Dataset items
*** Block opens ***

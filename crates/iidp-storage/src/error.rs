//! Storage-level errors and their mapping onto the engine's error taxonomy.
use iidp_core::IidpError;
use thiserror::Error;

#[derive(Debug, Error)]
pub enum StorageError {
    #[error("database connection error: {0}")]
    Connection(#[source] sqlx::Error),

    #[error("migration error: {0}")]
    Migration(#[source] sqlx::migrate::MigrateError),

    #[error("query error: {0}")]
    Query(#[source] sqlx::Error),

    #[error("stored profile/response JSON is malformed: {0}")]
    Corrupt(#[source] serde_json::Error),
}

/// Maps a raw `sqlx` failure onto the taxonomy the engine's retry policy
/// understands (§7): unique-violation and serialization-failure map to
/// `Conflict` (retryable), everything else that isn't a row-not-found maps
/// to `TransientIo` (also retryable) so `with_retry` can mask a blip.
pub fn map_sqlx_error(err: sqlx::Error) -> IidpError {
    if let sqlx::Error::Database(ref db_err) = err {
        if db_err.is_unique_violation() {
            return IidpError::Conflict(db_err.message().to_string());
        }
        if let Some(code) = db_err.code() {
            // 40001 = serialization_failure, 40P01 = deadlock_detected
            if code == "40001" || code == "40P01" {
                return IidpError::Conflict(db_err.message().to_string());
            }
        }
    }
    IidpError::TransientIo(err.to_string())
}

*** Block closes ***
*** Block opens ***

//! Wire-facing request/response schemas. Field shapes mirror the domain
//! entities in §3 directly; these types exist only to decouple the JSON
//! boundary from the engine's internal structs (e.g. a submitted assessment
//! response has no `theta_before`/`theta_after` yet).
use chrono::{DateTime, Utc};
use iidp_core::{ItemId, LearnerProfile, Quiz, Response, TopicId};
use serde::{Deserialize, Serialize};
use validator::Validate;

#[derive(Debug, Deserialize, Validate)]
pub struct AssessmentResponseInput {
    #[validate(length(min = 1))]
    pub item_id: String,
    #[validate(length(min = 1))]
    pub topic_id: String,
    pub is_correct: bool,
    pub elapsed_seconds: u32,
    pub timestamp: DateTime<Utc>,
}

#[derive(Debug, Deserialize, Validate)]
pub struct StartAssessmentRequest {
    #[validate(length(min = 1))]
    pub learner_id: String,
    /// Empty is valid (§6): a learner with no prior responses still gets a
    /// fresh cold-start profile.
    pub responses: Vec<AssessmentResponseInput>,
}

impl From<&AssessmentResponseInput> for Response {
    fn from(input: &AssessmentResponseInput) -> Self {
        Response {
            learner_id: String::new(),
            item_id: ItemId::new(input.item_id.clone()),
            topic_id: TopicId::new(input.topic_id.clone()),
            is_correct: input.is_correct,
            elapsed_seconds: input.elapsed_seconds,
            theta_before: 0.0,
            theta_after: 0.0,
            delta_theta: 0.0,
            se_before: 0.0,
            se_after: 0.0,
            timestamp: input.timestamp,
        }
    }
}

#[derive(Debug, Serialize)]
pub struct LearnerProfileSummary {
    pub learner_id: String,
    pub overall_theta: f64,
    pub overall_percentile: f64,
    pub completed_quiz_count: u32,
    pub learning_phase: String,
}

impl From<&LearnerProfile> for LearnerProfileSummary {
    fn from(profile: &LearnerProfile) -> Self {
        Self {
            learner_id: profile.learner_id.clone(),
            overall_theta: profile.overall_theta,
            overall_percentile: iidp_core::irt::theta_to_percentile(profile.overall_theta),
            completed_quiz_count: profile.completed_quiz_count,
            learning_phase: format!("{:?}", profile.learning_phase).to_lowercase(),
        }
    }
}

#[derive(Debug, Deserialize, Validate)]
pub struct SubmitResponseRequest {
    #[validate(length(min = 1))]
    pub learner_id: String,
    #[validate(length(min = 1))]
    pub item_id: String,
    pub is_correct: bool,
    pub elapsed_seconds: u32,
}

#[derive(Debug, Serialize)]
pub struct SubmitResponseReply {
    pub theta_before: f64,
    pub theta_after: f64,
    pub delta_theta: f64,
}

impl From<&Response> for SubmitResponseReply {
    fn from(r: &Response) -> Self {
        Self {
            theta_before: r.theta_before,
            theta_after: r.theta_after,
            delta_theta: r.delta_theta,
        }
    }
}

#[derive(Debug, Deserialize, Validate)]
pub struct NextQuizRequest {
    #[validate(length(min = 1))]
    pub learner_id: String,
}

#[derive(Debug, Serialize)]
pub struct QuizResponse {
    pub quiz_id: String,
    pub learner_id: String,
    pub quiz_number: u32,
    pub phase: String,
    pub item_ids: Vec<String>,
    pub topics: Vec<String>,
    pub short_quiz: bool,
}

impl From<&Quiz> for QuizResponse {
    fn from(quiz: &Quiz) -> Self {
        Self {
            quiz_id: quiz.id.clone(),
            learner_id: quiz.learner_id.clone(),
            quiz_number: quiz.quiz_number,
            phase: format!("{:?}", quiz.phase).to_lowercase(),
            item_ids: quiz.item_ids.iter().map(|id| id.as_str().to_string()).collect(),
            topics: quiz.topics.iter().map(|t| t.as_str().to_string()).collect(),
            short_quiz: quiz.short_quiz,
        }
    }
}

*** Block closes ***

What the task asks:
What is needed is every line of the records that contains the word "IidpError".

Answer to the exercise:
use iidp_core::IidpError;
pub fn map_sqlx_error(err: sqlx::Error) -> IidpError {
            return IidpError::Conflict(db_err.message().to_string());
                return IidpError::Conflict(db_err.message().to_string());
    IidpError::TransientIo(err.to_string())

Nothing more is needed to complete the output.